Crisis presents a golden opportunity – Editorial
Louisiana’s recent funding crisis in the state’s dysfunctional higher education system is a golden opportunity to reform it.
In the average state, 60% of students in the higher education system attend community colleges, while 40% attend universities. In Louisiana, an inexplicable 80% attend universities, while only 20% attend community colleges.
Taxpayers can no longer afford the cost of supporting such an absurdly top-heavy system of multiple universities offering essentially the same degrees on multiple campuses.
We think the creation of the Tucker Commission is a crucial step in the right direction. House Speaker Jim Tucker proposes outside experts to work with local appointees to study and analyze our higher education system from the outside with the objective of developing a plan to revamp it. After years of simply talking about “too many four-year colleges” and unproductive turf battles, the commission has a rare chance to attack the root of the problem.

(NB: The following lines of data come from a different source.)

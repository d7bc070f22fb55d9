//! # Database Migrations
//!
//! Embedded SQL migrations for Stockroom.
//!
//! ## How Migrations Work
//! ```text
//! ┌─────────────────────────────────────────────────────────────────────────┐
//! │                      Migration Process                                  │
//! │                                                                         │
//! │  Startup                                                               │
//! │       │                                                                 │
//! │       ▼                                                                 │
//! │  Check _sqlx_migrations table (create if missing)                      │
//! │       │                                                                 │
//! │       ▼                                                                 │
//! │  Compare embedded migrations vs applied                                │
//! │       │                                                                 │
//! │       └── 001_initial_schema.sql  (suppliers, products, transactions)  │
//! │       │                                                                 │
//! │       ▼                                                                 │
//! │  Run pending migrations in order, record them                          │
//! └─────────────────────────────────────────────────────────────────────────┘
//! ```
//!
//! ## Adding New Migrations
//!
//! 1. Create a new file in `migrations/sqlite/` with the next sequence number
//! 2. Write idempotent SQL (`IF NOT EXISTS` where possible)
//! 3. **NEVER** modify existing migrations - always add new ones

use sqlx::SqlitePool;
use tracing::info;

use crate::error::DbResult;

/// Embedded migrations from the workspace `migrations/sqlite` directory.
static MIGRATOR: sqlx::migrate::Migrator = sqlx::migrate!("../../migrations/sqlite");

/// Runs all pending database migrations.
///
/// Idempotent: safe to run on every startup against the same file.
pub async fn run_migrations(pool: &SqlitePool) -> DbResult<()> {
    info!("Checking for pending migrations");

    MIGRATOR.run(pool).await?;

    info!("All migrations applied successfully");
    Ok(())
}
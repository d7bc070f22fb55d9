//! # Database Handle
//!
//! Connection setup and configuration for the SQLite inventory file.
//!
//! ## Architecture
//! ```text
//! ┌─────────────────────────────────────────────────────────────────────────┐
//! │                      Database Handle                                    │
//! │                                                                         │
//! │  CLI Startup                                                           │
//! │       │                                                                 │
//! │       ▼                                                                 │
//! │  DbConfig::new(path) ← Configure the handle                            │
//! │       │                                                                 │
//! │       ▼                                                                 │
//! │  Database::new(config).await ← Open file + run migrations              │
//! │       │                                                                 │
//! │       ▼                                                                 │
//! │  ┌─────────────────────────────┐                                       │
//! │  │   SqlitePool (1 connection) │                                       │
//! │  └─────────────────────────────┘                                       │
//! │       │                                                                 │
//! │       │ Each menu action borrows the connection for one operation      │
//! │       ▼                                                                 │
//! │  db.suppliers() / db.products() / db.ledger() / db.reports()           │
//! │                                                                         │
//! └─────────────────────────────────────────────────────────────────────────┘
//! ```
//!
//! The pool is capped at a single connection: the tracker is single-user and
//! single-threaded. Connections and transactions are acquired per operation
//! and returned on drop, on success and on error alike.

use sqlx::sqlite::{SqliteConnectOptions, SqliteJournalMode, SqlitePoolOptions, SqliteSynchronous};
use sqlx::SqlitePool;
use std::path::{Path, PathBuf};
use std::str::FromStr;
use std::time::Duration;
use tracing::{debug, info};

use crate::error::{DbError, DbResult};
use crate::migrations;
use crate::repository::ledger::StockLedger;
use crate::repository::product::ProductRepository;
use crate::repository::report::ReportRepository;
use crate::repository::supplier::SupplierRepository;

/// Path value that selects a private in-memory database.
const IN_MEMORY_PATH: &str = ":memory:";

// =============================================================================
// Configuration
// =============================================================================

/// Database configuration.
///
/// ## Example
/// ```rust,ignore
/// let db = Database::new(DbConfig::new("inventory.db")).await?;
/// ```
#[derive(Debug, Clone)]
pub struct DbConfig {
    /// Path to the SQLite database file.
    pub database_path: PathBuf,

    /// How long to wait for the connection.
    /// Default: 30 seconds (5 for in-memory)
    pub connect_timeout: Duration,
}

impl DbConfig {
    /// Creates a new database configuration with the given path.
    ///
    /// The file is created if it doesn't exist.
    pub fn new(path: impl Into<PathBuf>) -> Self {
        DbConfig {
            database_path: path.into(),
            connect_timeout: Duration::from_secs(30),
        }
    }

    /// Creates an in-memory database configuration (for testing).
    ///
    /// ## Usage
    /// ```rust,ignore
    /// let db = Database::new(DbConfig::in_memory()).await?;
    /// // Database is isolated, perfect for tests
    /// ```
    pub fn in_memory() -> Self {
        DbConfig {
            database_path: PathBuf::from(IN_MEMORY_PATH),
            connect_timeout: Duration::from_secs(5),
        }
    }

    /// Whether this configuration points at an in-memory database.
    pub fn is_in_memory(&self) -> bool {
        self.database_path == Path::new(IN_MEMORY_PATH)
    }

    fn connect_options(&self) -> DbResult<SqliteConnectOptions> {
        let options = if self.is_in_memory() {
            SqliteConnectOptions::from_str("sqlite::memory:")
                .map_err(|e| DbError::ConnectionFailed(e.to_string()))?
        } else {
            SqliteConnectOptions::new()
                .filename(&self.database_path)
                .create_if_missing(true)
                .journal_mode(SqliteJournalMode::Wal)
                .synchronous(SqliteSynchronous::Normal)
        };

        // SQLite has foreign keys disabled by default for backwards compatibility
        Ok(options.foreign_keys(true))
    }
}

// =============================================================================
// Database
// =============================================================================

/// Storage handle providing repository access.
///
/// Passed explicitly to whatever needs storage; there is no global connection.
///
/// ## Usage
/// ```rust,ignore
/// let db = Database::new(DbConfig::new("inventory.db")).await?;
/// let adjustment = db.ledger().stock_in(product_id, 5).await?;
/// ```
#[derive(Debug, Clone)]
pub struct Database {
    pool: SqlitePool,
}

impl Database {
    /// Opens the database.
    ///
    /// ## What This Does
    /// 1. Creates the database file if it doesn't exist
    /// 2. Enables foreign keys (and WAL for files)
    /// 3. Creates the single-connection pool
    /// 4. Runs pending migrations
    pub async fn new(config: DbConfig) -> DbResult<Self> {
        info!(
            path = %config.database_path.display(),
            "Initializing database connection"
        );

        let connect_options = config.connect_options()?;
        debug!("Connection options configured");

        // An in-memory database lives only as long as its connection,
        // so that connection must never be recycled.
        let pool = SqlitePoolOptions::new()
            .max_connections(1)
            .min_connections(1)
            .acquire_timeout(config.connect_timeout)
            .idle_timeout(None)
            .max_lifetime(None)
            .connect_with(connect_options)
            .await
            .map_err(|e| DbError::ConnectionFailed(e.to_string()))?;

        info!("Database connection opened");

        migrations::run_migrations(&pool).await?;

        Ok(Database { pool })
    }

    /// Opens a fresh, migrated in-memory database.
    pub async fn in_memory() -> DbResult<Self> {
        Database::new(DbConfig::in_memory()).await
    }

    /// Returns a reference to the connection pool.
    ///
    /// Prefer repository methods; this is for queries they don't cover.
    pub fn pool(&self) -> &SqlitePool {
        &self.pool
    }

    /// Returns the supplier repository.
    pub fn suppliers(&self) -> SupplierRepository {
        SupplierRepository::new(self.pool.clone())
    }

    /// Returns the product repository.
    pub fn products(&self) -> ProductRepository {
        ProductRepository::new(self.pool.clone())
    }

    /// Returns the stock ledger.
    pub fn ledger(&self) -> StockLedger {
        StockLedger::new(self.pool.clone())
    }

    /// Returns the report queries.
    pub fn reports(&self) -> ReportRepository {
        ReportRepository::new(self.pool.clone())
    }

    /// Closes the connection. All later operations fail.
    pub async fn close(&self) {
        info!("Closing database connection");
        self.pool.close().await;
    }
}

// =============================================================================
// Unit Tests
// =============================================================================

#[cfg(test)]
mod tests {
    use super::*;

    async fn applied_migrations(db: &Database) -> i64 {
        sqlx::query_scalar("SELECT COUNT(*) FROM _sqlx_migrations WHERE success = 1")
            .fetch_one(db.pool())
            .await
            .unwrap()
    }

    #[tokio::test]
    async fn test_in_memory_database() {
        let db = Database::in_memory().await.unwrap();
        sqlx::query("SELECT 1").execute(db.pool()).await.unwrap();
        assert_eq!(applied_migrations(&db).await, 1);
    }

    #[tokio::test]
    async fn test_foreign_keys_enabled() {
        let db = Database::in_memory().await.unwrap();
        let enabled: i64 = sqlx::query_scalar("PRAGMA foreign_keys")
            .fetch_one(db.pool())
            .await
            .unwrap();
        assert_eq!(enabled, 1);
    }

    #[tokio::test]
    async fn test_schema_is_created() {
        let db = Database::in_memory().await.unwrap();
        let tables: Vec<String> = sqlx::query_scalar(
            "SELECT name FROM sqlite_master WHERE type = 'table' \
             AND name IN ('suppliers', 'products', 'stock_transactions') ORDER BY name",
        )
        .fetch_all(db.pool())
        .await
        .unwrap();
        assert_eq!(tables, vec!["products", "stock_transactions", "suppliers"]);
    }

    #[tokio::test]
    async fn test_reopening_file_is_idempotent() {
        let dir = tempfile::tempdir().unwrap();
        let path = dir.path().join("inventory.db");

        let db = Database::new(DbConfig::new(&path)).await.unwrap();
        db.suppliers()
            .insert(&stockroom_core::NewSupplier::new("Acme"))
            .await
            .unwrap();
        db.close().await;

        let db = Database::new(DbConfig::new(&path)).await.unwrap();
        assert_eq!(db.suppliers().count().await.unwrap(), 1);
        assert_eq!(applied_migrations(&db).await, 1);
        db.close().await;
    }

    #[tokio::test]
    async fn test_closed_database_fails() {
        let db = Database::in_memory().await.unwrap();
        db.close().await;

        let err = db.suppliers().list().await.unwrap_err();
        assert_eq!(err.kind(), crate::ErrorKind::Storage);
    }

    #[test]
    fn test_config() {
        let config = DbConfig::new("/tmp/test.db");
        assert_eq!(config.connect_timeout, Duration::from_secs(30));
        assert!(!config.is_in_memory());
        assert!(DbConfig::in_memory().is_in_memory());
    }
}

However, the commission can only succeed if it’s given the authority to produce a plan that is to be voted simply up or down, and not subject to being picked apart and diluted by the kind of politics that helped create this mess in the first place.
Gov. Bobby Jindal has said the commission’s guiding principals should be to support LSU’s flagship agenda, to move more students from four-year institutions into two-year colleges, and to create so-called centers of excellence so various schools specialize in different degrees.
Higher education’s funding woes will only grow, while a comprehensive, collaboritive revamp of the system promises long-term gains for both taxpayers and students alike.